### PROBLEM REQUIREMENTS
Go through the entries one line at a time, and gather every line that has the word "default".
= = = =
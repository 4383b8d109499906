//! # Joystick Source
//!
//! Reads a Linux joystick device (`/dev/input/jsN`). The device produces 8 byte events:
//!
//! | bytes | type  | contents                          |
//! |-------|-------|-----------------------------------|
//! | 0..4  | `u32` | timestamp in ms                   |
//! | 4..6  | `i16` | value                             |
//! | 6     | `u8`  | type, `0x01` button, `0x02` axis  |
//! | 7     | `u8`  | axis or button number             |
//!
//! Events with `0x80` set in the type report the initial state of the device on open.
//!
//! Reads from the device block until the operator moves something, so they happen on a background
//! thread which keeps the latest [`RawInput`]. Polling the source only copies that state.

// ------------------------------------------------------------------------------------------------
// IMPORTS
// ------------------------------------------------------------------------------------------------

use byteorder::{ByteOrder, LittleEndian};
use log::{debug, info, warn};
use std::{
    fs::File,
    io::Read,
    sync::{
        atomic::{AtomicBool, Ordering},
        Arc, Mutex, PoisonError,
    },
    thread,
};

use super::{CommandSource, RawInput, Sample, SourceError};

// ------------------------------------------------------------------------------------------------
// CONSTANTS
// ------------------------------------------------------------------------------------------------

/// Size of one joystick event in bytes.
pub const JS_EVENT_SIZE: usize = 8;

const JS_EVENT_BUTTON: u8 = 0x01;
const JS_EVENT_AXIS: u8 = 0x02;
const JS_EVENT_INIT: u8 = 0x80;

/// Axis and button numbers at or above this are ignored.
const MAX_CONTROL_NUMBER: usize = 64;

// ------------------------------------------------------------------------------------------------
// STRUCTS
// ------------------------------------------------------------------------------------------------

/// A single event read from the device.
#[derive(Debug, Clone, Copy, PartialEq, Eq)]
pub struct JsEvent {
    pub time_ms: u32,
    pub value: i16,
    pub kind: JsEventKind,
    pub number: u8,
    pub init: bool,
}

pub struct JoystickSource {
    name: String,
    state: Arc<Mutex<RawInput>>,
    alive: Arc<AtomicBool>,
}

// ------------------------------------------------------------------------------------------------
// ENUMS
// ------------------------------------------------------------------------------------------------

#[derive(Debug, Clone, Copy, PartialEq, Eq)]
pub enum JsEventKind {
    Button,
    Axis,
    Unknown(u8),
}

// ------------------------------------------------------------------------------------------------
// IMPLS
// ------------------------------------------------------------------------------------------------

impl JsEvent {
    pub fn parse(buf: &[u8; JS_EVENT_SIZE]) -> Self {
        let kind_byte = buf[6];

        let kind = match kind_byte & !JS_EVENT_INIT {
            JS_EVENT_BUTTON => JsEventKind::Button,
            JS_EVENT_AXIS => JsEventKind::Axis,
            k => JsEventKind::Unknown(k),
        };

        Self {
            time_ms: LittleEndian::read_u32(&buf[0..4]),
            value: LittleEndian::read_i16(&buf[4..6]),
            kind,
            number: buf[7],
            init: kind_byte & JS_EVENT_INIT != 0,
        }
    }

    /// Update the input state with this event.
    ///
    /// Returns false if the event was ignored.
    pub fn apply(&self, input: &mut RawInput) -> bool {
        let n = self.number as usize;
        if n >= MAX_CONTROL_NUMBER {
            return false;
        }

        match self.kind {
            JsEventKind::Axis => {
                if input.axes.len() <= n {
                    input.axes.resize(n + 1, 0.0);
                }
                input.axes[n] = (self.value as f64 / i16::MAX as f64).max(-1.0);
                true
            }
            JsEventKind::Button => {
                if input.buttons.len() <= n {
                    input.buttons.resize(n + 1, false);
                }
                input.buttons[n] = self.value != 0;
                true
            }
            JsEventKind::Unknown(_) => false,
        }
    }
}

impl JoystickSource {
    /// Open a joystick device and start reading it.
    pub fn open(device: &str) -> Result<Self, SourceError> {
        let file = File::open(device).map_err(|e| SourceError::OpenError(device.into(), e))?;
        Self::from_reader(device, file)
    }

    /// Start reading joystick events from any reader.
    ///
    /// The reader thread is not joined. It ends when the reader returns an error or end of file.
    pub fn from_reader<R: Read + Send + 'static>(name: &str, reader: R) -> Result<Self, SourceError> {
        let state = Arc::new(Mutex::new(RawInput::default()));
        let alive = Arc::new(AtomicBool::new(true));

        let thread_state = state.clone();
        let thread_alive = alive.clone();
        let thread_name = name.to_string();

        thread::Builder::new()
            .name("js_reader".into())
            .spawn(move || read_events(reader, &thread_name, &thread_state, &thread_alive))
            .map_err(SourceError::ThreadError)?;

        info!("Reading joystick {}", name);

        Ok(Self {
            name: name.into(),
            state,
            alive,
        })
    }

    /// Whether the device is still being read.
    pub fn is_alive(&self) -> bool {
        self.alive.load(Ordering::SeqCst)
    }

    /// The latest input state, whether or not the device is still connected.
    pub fn latest(&self) -> RawInput {
        self.state
            .lock()
            .unwrap_or_else(PoisonError::into_inner)
            .clone()
    }
}

impl CommandSource for JoystickSource {
    fn poll(&mut self) -> Result<Sample, SourceError> {
        if !self.is_alive() {
            return Err(SourceError::Disconnected(self.name.clone()));
        }

        Ok(Sample::Input(self.latest()))
    }

    fn describe(&self) -> String {
        format!("joystick:{}", self.name)
    }
}

// ------------------------------------------------------------------------------------------------
// PRIVATE FUNCTIONS
// ------------------------------------------------------------------------------------------------

fn read_events<R: Read>(mut reader: R, name: &str, state: &Mutex<RawInput>, alive: &AtomicBool) {
    let mut buf = [0u8; JS_EVENT_SIZE];

    loop {
        if let Err(e) = reader.read_exact(&mut buf) {
            warn!("Stopped reading joystick {}: {}", name, e);
            break;
        }

        let event = JsEvent::parse(&buf);

        let mut input = state.lock().unwrap_or_else(PoisonError::into_inner);
        if !event.apply(&mut input) {
            debug!("Ignoring joystick event {:?}", event);
        }
    }

    alive.store(false, Ordering::SeqCst);
}

// ------------------------------------------------------------------------------------------------
// TESTS
// ------------------------------------------------------------------------------------------------

#[cfg(test)]
mod test {
    use super::*;
    use std::{
        io::Cursor,
        time::{Duration, Instant},
    };

    fn event(time_ms: u32, value: i16, kind: u8, number: u8) -> [u8; JS_EVENT_SIZE] {
        let mut buf = [0u8; JS_EVENT_SIZE];
        LittleEndian::write_u32(&mut buf[0..4], time_ms);
        LittleEndian::write_i16(&mut buf[4..6], value);
        buf[6] = kind;
        buf[7] = number;
        buf
    }

    #[test]
    fn test_parse() {
        let e = JsEvent::parse(&event(1234, -32767, JS_EVENT_AXIS | JS_EVENT_INIT, 3));
        assert_eq!(e.time_ms, 1234);
        assert_eq!(e.value, -32767);
        assert_eq!(e.kind, JsEventKind::Axis);
        assert_eq!(e.number, 3);
        assert!(e.init);

        let e = JsEvent::parse(&event(0, 1, JS_EVENT_BUTTON, 5));
        assert_eq!(e.kind, JsEventKind::Button);
        assert!(!e.init);
    }

    #[test]
    fn test_apply() {
        let mut input = RawInput::default();

        assert!(JsEvent::parse(&event(0, i16::MAX, JS_EVENT_AXIS, 2)).apply(&mut input));
        assert!(JsEvent::parse(&event(0, i16::MIN, JS_EVENT_AXIS, 0)).apply(&mut input));
        assert!(JsEvent::parse(&event(0, 1, JS_EVENT_BUTTON, 5)).apply(&mut input));
        assert!(!JsEvent::parse(&event(0, 1, 0x04, 0)).apply(&mut input));
        assert!(!JsEvent::parse(&event(0, 1, JS_EVENT_AXIS, 200)).apply(&mut input));

        assert_eq!(input.axes, vec![-1.0, 0.0, 1.0]);
        assert_eq!(input.buttons, vec![false, false, false, false, false, true]);
    }

    #[test]
    fn test_source_reports_disconnect() {
        let mut bytes = Vec::new();
        bytes.extend_from_slice(&event(0, 0, JS_EVENT_AXIS | JS_EVENT_INIT, 0));
        bytes.extend_from_slice(&event(10, 1, JS_EVENT_BUTTON, 1));

        let mut source = JoystickSource::from_reader("test", Cursor::new(bytes)).unwrap();

        let deadline = Instant::now() + Duration::from_secs(1);
        while source.is_alive() {
            assert!(Instant::now() < deadline);
            thread::sleep(Duration::from_millis(5));
        }

        assert_eq!(source.latest().buttons, vec![false, true]);
        assert!(matches!(source.poll(), Err(SourceError::Disconnected(_))));
    }
}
= = = =
### TASK RESULT
        let state = Arc::new(Mutex::new(RawInput::default()));
        let mut input = RawInput::default();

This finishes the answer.